Up In Heaven (Not Only Here) is one of Sandinista!'s few out and out rock songs, a Mick Jones guitar song with ringing lead lines and crunching riffs. Mick sings of the tower blocks he grew up in and the lives of the people that live in them. 'The wives hate their husbands/ The husbands don't care'.

If Music Could Talk is a New York song that began in Manchester, jazz blues of late night bars and not one but two Joe vocals. The backing track was recorded at Pluto with Mikey Dread and then added to later, sax wailing and floating on top. Joe's words take in Bo Diddley, Errol Flynn, Isaac Newton and Samson. 

Washington Bullets seemed the perfect place to close (though I was tempted to put one of side six's dubs last) if only because it finishes with Joe singing the album's title over the organ as it fades out. Lyrically Joe casts his eye over the USA's foreign policy in the 20th century, Chile, Cuba and Nicaragua (and the USSR's too in Afghanistan and Tibet) with a mention for Victor Jara, the Chilean singer, poet, writer and activist murdered by the CIA backed coup in 1973. Musically it started as many songs did, Topper arriving in the studio first and messing around while engineer Bill Price pressed the record button. The others would turn up one by one and start overdubbing and soon, as Bill Price says, 'we had thirty- five songs'. 


Saturday 22 October 2022

Taking Cover In The Bunker Tonight

I've said it before here and I'll probably end up saying it again, Sandinista! may not be the best Clash album but it could well be their greatest achievement- thirty six tracks over six sides of vinyl, covering every conceivable style of music they could think of, self produced at various locations from Pluto Studio in Manchester to The Power Station in New York and Channel One in Kingston, Jamaica, with a range of guests and extra players (including but not only Ellen Foley, Norman Watt Roy, Mickey Gallagher, Tymon Dogg, Mikey Dread, Ivan Julian, Den Hegarty, Gary Barnacle, Lew Lewis and Style Scott) and the band believing they were getting one over on CBS by putting out six sides of vinyl at a pay no more than £5.99 price. 

Every side (well, almost every side, side six is admittedly an opinion splitter) has stone cold classic or genuine lost/ hidden gems and even a conservative estimate would say the following songs were essential Clash- The Magnificent Seven, Something About England, Rebel Waltz, The Crooked Beat, Somebody Got Murdered, One More Time and One More Dub, Up In Heaven (Not Only Here), Police On My Back, The Call Up, Washington Bullets, Broadway, Charlie Don't Surf, Kingston Advice and The Street Parade.
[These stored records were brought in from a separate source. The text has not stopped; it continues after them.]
//! Access-token store shared by the poller, the resolver and the refresher.
//!
//! Readers take cheap snapshots of the current credential. Refreshes are
//! serialized behind an async gate; a caller that saw a stale credential only
//! triggers a fetch if nobody refreshed it in the meantime.

use crate::helix::{ApiError, TokenSource};
use backoff::backoff::{Backoff, Constant};
use chrono::{DateTime, Utc};
use parking_lot::RwLock;
use std::sync::Arc;
use std::time::Duration;
use thiserror::Error;
use tokio::sync::Mutex;
use tokio_util::sync::CancellationToken;
use tracing::{error, info, warn};

/// Errors that can occur while refreshing the credential.
#[derive(Debug, Error)]
pub enum TokenError {
    #[error("Token refresh failed after {attempts} attempts: {last}")]
    Exhausted { attempts: u32, last: ApiError },
}

/// Snapshot of the current bearer credential.
#[derive(Debug, Clone, PartialEq, Eq)]
pub struct TokenState {
    /// Bearer credential
    pub value: String,
    /// When the credential was acquired
    pub acquired_at: DateTime<Utc>,
    /// Incremented on every successful refresh
    pub generation: u64,
}

/// Owner of the bearer credential.
pub struct TokenStore {
    source: Arc<dyn TokenSource>,
    state: RwLock<Option<TokenState>>,
    refresh_gate: Mutex<()>,
    retry_delay: Duration,
    max_attempts: Option<u32>,
}

impl TokenStore {
    /// Create a store that retries failed refreshes forever.
    pub fn new(source: Arc<dyn TokenSource>, retry_delay: Duration) -> Self {
        Self {
            source,
            state: RwLock::new(None),
            refresh_gate: Mutex::new(()),
            retry_delay,
            max_attempts: None,
        }
    }

    /// Give up after `attempts` failed requests instead of retrying forever.
    pub fn with_max_attempts(mut self, attempts: u32) -> Self {
        self.max_attempts = Some(attempts.max(1));
        self
    }

    /// Current credential, if one has been acquired.
    pub fn current(&self) -> Option<TokenState> {
        self.state.read().clone()
    }

    /// Current credential, acquiring one first if none exists yet.
    pub async fn current_or_refresh(&self) -> Result<TokenState, TokenError> {
        if let Some(state) = self.current() {
            return Ok(state);
        }

        let _gate = self.refresh_gate.lock().await;
        if let Some(state) = self.current() {
            return Ok(state);
        }
        self.fetch_and_store().await
    }

    /// Unconditionally acquire a new credential.
    pub async fn refresh(&self) -> Result<TokenState, TokenError> {
        let _gate = self.refresh_gate.lock().await;
        self.fetch_and_store().await
    }

    /// Replace `stale` unless another caller already replaced it.
    pub async fn refresh_if_stale(&self, stale: &TokenState) -> Result<TokenState, TokenError> {
        let _gate = self.refresh_gate.lock().await;

        if let Some(state) = self.current() {
            if state.generation != stale.generation {
                return Ok(state);
            }
        }
        self.fetch_and_store().await
    }

    /// Must be called with the refresh gate held.
    async fn fetch_and_store(&self) -> Result<TokenState, TokenError> {
        let mut backoff = Constant::new(self.retry_delay);
        let mut attempts = 0u32;

        loop {
            attempts += 1;

            match self.source.fetch_token().await {
                Ok(token) => {
                    let expires_in = token.expires_in;
                    let next = {
                        let mut state = self.state.write();
                        let next = TokenState {
                            value: token.value,
                            acquired_at: Utc::now(),
                            generation: state.as_ref().map_or(1, |s| s.generation + 1),
                        };
                        *state = Some(next.clone());
                        next
                    };

                    metrics::counter!("recorder.token.refreshes").increment(1);
                    info!(
                        generation = next.generation,
                        attempts = attempts,
                        expires_in_secs = expires_in.map(|d| d.as_secs()),
                        "Access token refreshed"
                    );

                    return Ok(next);
                }
                Err(e) => {
                    if let Some(max) = self.max_attempts {
                        if attempts >= max {
                            error!(attempts = attempts, error = %e, "Giving up on token refresh");
                            return Err(TokenError::Exhausted { attempts, last: e });
                        }
                    }

                    let delay = backoff.next_backoff().unwrap_or(self.retry_delay);
                    warn!(
                        attempt = attempts,
                        delay_secs = delay.as_secs(),
                        error = %e,
                        "Token request failed, retrying"
                    );
                    tokio::time::sleep(delay).await;
                }
            }
        }
    }

    /// Force a refresh every `interval` until `cancel` fires.
    ///
    /// Cancellation also interrupts a refresh that is still retrying.
    pub async fn run_refresher(self: Arc<Self>, interval: Duration, cancel: CancellationToken) {
        let mut ticker = tokio::time::interval(interval);
        ticker.set_missed_tick_behavior(tokio::time::MissedTickBehavior::Delay);
        // The first tick completes immediately
        ticker.tick().await;

        loop {
            tokio::select! {
                _ = cancel.cancelled() => break,
                _ = ticker.tick() => {}
            }

            tokio::select! {
                _ = cancel.cancelled() => break,
                result = self.refresh() => {
                    if let Err(e) = result {
                        error!(error = %e, "Scheduled token refresh failed");
                    }
                }
            }
        }

        info!("Token refresher stopped");
    }
}
#[cfg(test)]
mod tests {
    use super::*;
    use crate::capture::MockCaptureRunner;
    use crate::coordinator::{ActiveRecording, MockBroadcastLog};
    use crate::helix::{AccessToken, MockStreamsApi, MockTokenSource};
    use crate::storage_selector::{MockSpaceProbe, StorageCandidate, StorageSelector};
    use chrono::Utc;
    use std::sync::atomic::{AtomicUsize, Ordering};

    fn live(user_id: &str) -> LiveStream {
        LiveStream {
            user_id: user_id.to_string(),
            user_login: format!("user{}", user_id),
            user_name: format!("User{}", user_id),
            stream_id: format!("s{}", user_id),
            title: String::new(),
            started_at: Utc::now(),
        }
    }

    fn ids(values: &[&str]) -> Vec<String> {
        values.iter().map(|s| s.to_string()).collect()
    }

    /// Token store handing out "t1", "t2", ... and counting fetches.
    fn tokens(fetches: Arc<AtomicUsize>) -> Arc<TokenStore> {
        let mut source = MockTokenSource::new();
        source.expect_fetch_token().returning(move || {
            let n = fetches.fetch_add(1, Ordering::SeqCst) + 1;
            Ok(AccessToken {
                value: format!("t{}", n),
                expires_in: None,
            })
        });
        Arc::new(TokenStore::new(Arc::new(source), Duration::from_secs(60)))
    }

    fn coordinator() -> Arc<RecordingCoordinator> {
        let mut probe = MockSpaceProbe::new();
        probe.expect_available_space().returning(|_| Ok(u64::MAX));
        let storage = StorageSelector::new(
            vec![StorageCandidate::new(std::env::temp_dir(), 1)],
            Arc::new(probe),
            Duration::from_secs(600),
            "mp4",
        );

        let mut log = MockBroadcastLog::new();
        log.expect_record().returning(|_| Ok(true));
        let mut runner = MockCaptureRunner::new();
        runner.expect_capture().returning(|_, _| Ok(()));

        Arc::new(RecordingCoordinator::new(
            Arc::new(storage),
            Arc::new(log),
            Arc::new(runner),
            4,
            Duration::from_secs(5),
        ))
    }

    fn poller(api: MockStreamsApi, tokens: Arc<TokenStore>, coordinator: Arc<RecordingCoordinator>) -> LivePoller {
        LivePoller::new(
            Arc::new(api),
            tokens,
            Arc::new(RateLimiter::new(100, Duration::from_secs(1))),
            coordinator,
            100,
            Duration::from_secs(5),
            Duration::from_secs(15),
        )
    }

    #[tokio::test]
    async fn test_live_accounts_returned() {
        let mut api = MockStreamsApi::new();
        api.expect_live_streams()
            .withf(|batch, token| batch.iter().map(String::as_str).eq(["1", "2", "3"]) && token == "t1")
            .times(1)
            .returning(|_, _| Ok(vec![live("2")]));

        let poller = poller(api, tokens(Arc::new(AtomicUsize::new(0))), coordinator());

        let streams = poller.poll_once(&ids(&["1", "2", "3"])).await;

        let live_ids: Vec<_> = streams.iter().map(|s| s.user_id.as_str()).collect();
        assert_eq!(live_ids, vec!["2"]);
        assert_eq!(poller.state(), PollState::Idle);
    }

    #[tokio::test]
    async fn test_unauthorized_triggers_one_refresh_and_retry() {
        let fetches = Arc::new(AtomicUsize::new(0));

        let mut api = MockStreamsApi::new();
        api.expect_live_streams()
            .withf(|_, token| token == "t1")
            .times(1)
            .returning(|_, _| Err(ApiError::Unauthorized));
        api.expect_live_streams()
            .withf(|_, token| token == "t2")
            .times(1)
            .returning(|_, _| Ok(vec![live("42")]));

        let poller = poller(api, tokens(fetches.clone()), coordinator());

        let streams = poller.poll_once(&ids(&["42"])).await;

        assert_eq!(streams.len(), 1);
        assert_eq!(streams[0].user_id, "42");
        assert_eq!(fetches.load(Ordering::SeqCst), 2);
    }

    #[tokio::test]
    async fn test_repeated_unauthorized_abandons_cycle() {
        let fetches = Arc::new(AtomicUsize::new(0));

        let mut api = MockStreamsApi::new();
        api.expect_live_streams()
            .times(2)
            .returning(|_, _| Err(ApiError::Unauthorized));

        let poller = poller(api, tokens(fetches.clone()), coordinator());

        let report = poller.poll_cycle(&ids(&["42"])).await;

        assert!(report.failed);
        assert!(report.live.is_empty());
        assert_eq!(fetches.load(Ordering::SeqCst), 2);
    }

    #[tokio::test]
    async fn test_server_error_returns_empty_without_refresh() {
        let fetches = Arc::new(AtomicUsize::new(0));

        let mut api = MockStreamsApi::new();
        api.expect_live_streams().times(1).returning(|_, _| {
            Err(ApiError::Status {
                status: 500,
                body: "oops".to_string(),
            })
        });

        let poller = poller(api, tokens(fetches.clone()), coordinator());

        let report = poller.poll_cycle(&ids(&["42"])).await;

        assert!(report.failed);
        assert!(report.live.is_empty());
        assert_eq!(fetches.load(Ordering::SeqCst), 1);
    }

    #[tokio::test]
    async fn test_active_accounts_are_excluded() {
        let coordinator = coordinator();
        let _slot = coordinator
            .active()
            .try_claim(ActiveRecording::for_stream(&live("42")))
            .unwrap();

        let mut api = MockStreamsApi::new();
        api.expect_live_streams()
            .withf(|batch, _| batch.iter().map(String::as_str).eq(["7"]))
            .times(1)
            .returning(|_, _| Ok(Vec::new()));

        let poller = poller(api, tokens(Arc::new(AtomicUsize::new(0))), coordinator);

        assert!(poller.poll_once(&ids(&["42", "7"])).await.is_empty());
    }

    #[tokio::test]
    async fn test_no_query_when_everything_is_active() {
        let coordinator = coordinator();
        let _slot = coordinator
            .active()
            .try_claim(ActiveRecording::for_stream(&live("42")))
            .unwrap();

        let mut api = MockStreamsApi::new();
        api.expect_live_streams().never();

        let poller = poller(api, tokens(Arc::new(AtomicUsize::new(0))), coordinator);

        let report = poller.poll_cycle(&ids(&["42"])).await;
        assert_eq!(report.queried, 0);
        assert!(!report.failed);
    }

    #[tokio::test]
    async fn test_large_lists_are_split_into_batches() {
        let sizes = Arc::new(Mutex::new(Vec::new()));
        let recorded = sizes.clone();

        let mut api = MockStreamsApi::new();
        api.expect_live_streams().times(3).returning(move |batch, _| {
            recorded.lock().push(batch.len());
            Ok(Vec::new())
        });

        let mut poller = poller(api, tokens(Arc::new(AtomicUsize::new(0))), coordinator());
        poller.max_batch_size = 2;

        poller.poll_once(&ids(&["1", "2", "3", "4", "5", "5"])).await;

        assert_eq!(*sizes.lock(), vec![2, 2, 1]);
    }

    #[test]
    fn test_outcome_classification() {
        assert!(matches!(BatchOutcome::from(Ok(Vec::new())), BatchOutcome::Live(v) if v.is_empty()));
        assert!(matches!(
            BatchOutcome::from(Err(ApiError::Unauthorized)),
            BatchOutcome::Unauthorized
        ));
        assert!(matches!(
            BatchOutcome::from(Err(ApiError::Decode("x".to_string()))),
            BatchOutcome::Failed(_)
        ));
    }

    #[tokio::test]
    async fn test_empty_watch_list_skips_query() {
        let fetches = Arc::new(AtomicUsize::new(0));
        let mut api = MockStreamsApi::new();
        api.expect_live_streams().never();

        let poller = poller(api, tokens(fetches.clone()), coordinator());

        let report = poller.poll_cycle(&[]).await;

        assert_eq!(report.queried, 0);
        assert!(!report.failed);
        assert!(report.live.is_empty());
        assert_eq!(fetches.load(Ordering::SeqCst), 0);
    }

    #[tokio::test]
    async fn test_account_waiting_for_storage_stays_claimed() {
        let root = tempfile::tempdir().unwrap();

        // Every location is full for the first five scans
        let scans = Arc::new(AtomicUsize::new(0));
        let counter = scans.clone();
        let mut probe = MockSpaceProbe::new();
        probe.expect_available_space().returning(move |_| {
            if counter.fetch_add(1, Ordering::SeqCst) < 5 {
                Ok(1)
            } else {
                Ok(u64::MAX)
            }
        });
        let storage = StorageSelector::new(
            vec![StorageCandidate::new(root.path(), 1)],
            Arc::new(probe),
            Duration::from_millis(50),
            "mp4",
        );

        let mut log = MockBroadcastLog::new();
        log.expect_record().times(1).returning(|_| Ok(true));

        let captures = Arc::new(AtomicUsize::new(0));
        let capture_count = captures.clone();
        let mut runner = MockCaptureRunner::new();
        runner.expect_capture().times(1).returning(move |_, _| {
            capture_count.fetch_add(1, Ordering::SeqCst);
            Ok(())
        });

        let coordinator = Arc::new(RecordingCoordinator::new(
            Arc::new(storage),
            Arc::new(log),
            Arc::new(runner),
            4,
            Duration::from_millis(50),
        ));

        let mut api = MockStreamsApi::new();
        api.expect_live_streams()
            .withf(|batch, _| batch.iter().map(String::as_str).eq(["7"]))
            .returning(|_, _| Ok(vec![live("7")]));
        let poller = poller(api, tokens(Arc::new(AtomicUsize::new(0))), coordinator.clone());

        assert!(coordinator.on_live_detected(live("42")));

        // Still waiting for space: claimed, left out of polls, not dispatched twice
        while scans.load(Ordering::SeqCst) < 2 {
            tokio::time::sleep(Duration::from_millis(5)).await;
        }
        assert!(coordinator.active().contains("42"));
        assert_eq!(captures.load(Ordering::SeqCst), 0);

        let report = poller.poll_cycle(&ids(&["42", "7"])).await;
        assert_eq!(report.queried, 1);
        assert!(!coordinator.on_live_detected(live("42")));

        // Space frees up: exactly one capture, then the account is released
        let released = tokio::time::timeout(Duration::from_secs(5), async {
            while captures.load(Ordering::SeqCst) == 0 || coordinator.active().contains("42") {
                tokio::time::sleep(Duration::from_millis(5)).await;
            }
        })
        .await;
        assert!(released.is_ok(), "capture never ran after space freed up");
        assert_eq!(captures.load(Ordering::SeqCst), 1);
        assert!(scans.load(Ordering::SeqCst) >= 6);

        coordinator.shutdown().await;
    }
}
Tucked away on side five is possible the most Sandinista!- esque of all the songs on Sandinista!

If Music Could Talk

The music is from recoding session done with Mikey Dread at Pluto in February 1980, an instrumental backing track called Shepherd's Delight (which re- appears in dub form at the very end of side six), clearly derived from juices flowing while they recorded Bankrobber in Manchester in the snow. Now moved to New York and inspired by the city, it's nightlife and the people that live there, Joe Strummer lays down an astonishing stream of consciousness talking blues, reeling in a cast including Bo Diddley, Errol Flynn, Joe Ely, Sir Isaac Newton, the sale of London Bridge to a town in Arizona, Buddy Holly and Elvis, a voodoo shaman and Samson, Fender guitars and Mexican suits, the drummer man, wall Street and Electric Ladyland. 'Let's hear what the drunk man's got to say', he exclaims at one point. Later on, Strummer ad libs into a conversation with a girl he bumps into in a bar and asks if she needs 'a cowboy in bus depot jeans'. 

Strummer, Jones and engineer Bill price split the vocals into the left and right channel, two Strummers at once. Sax comes from Clash friend Gary Barnacle, overdubbed in Wessex back in London later on and as the horn wails away and the dub backing thunders on, Joe's voice comes in from left and right, the sound of New York at night captured and of music talking.